[[ Material shown open ]]

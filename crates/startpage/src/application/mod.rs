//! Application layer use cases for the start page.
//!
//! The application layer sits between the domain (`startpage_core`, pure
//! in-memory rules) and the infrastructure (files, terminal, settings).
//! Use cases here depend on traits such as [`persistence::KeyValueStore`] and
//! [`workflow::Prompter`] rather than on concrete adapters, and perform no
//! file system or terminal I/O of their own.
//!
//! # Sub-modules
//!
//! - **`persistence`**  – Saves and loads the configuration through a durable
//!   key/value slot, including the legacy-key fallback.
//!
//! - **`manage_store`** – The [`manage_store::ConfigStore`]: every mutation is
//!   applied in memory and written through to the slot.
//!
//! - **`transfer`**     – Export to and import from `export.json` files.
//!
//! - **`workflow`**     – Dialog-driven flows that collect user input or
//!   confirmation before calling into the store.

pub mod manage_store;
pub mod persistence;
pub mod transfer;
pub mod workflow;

[[ Material shown closed ]]

■ Task objective:
Emit only the final stretch of the records: the line containing "and perform no" through the end, each line exactly as it stands.

■ Answer to this problem:
//! [`workflow::Prompter`] rather than on concrete adapters, and perform no
//! file system or terminal I/O of their own.
//!
//! # Sub-modules
//!
//! - **`persistence`**  – Saves and loads the configuration through a durable
//!   key/value slot, including the legacy-key fallback.
//!
//! - **`manage_store`** – The [`manage_store::ConfigStore`]: every mutation is
//!   applied in memory and written through to the slot.
//!
//! - **`transfer`**     – Export to and import from `export.json` files.
//!
//! - **`workflow`**     – Dialog-driven flows that collect user input or
//!   confirmation before calling into the store.

pub mod manage_store;
pub mod persistence;
pub mod transfer;
pub mod workflow;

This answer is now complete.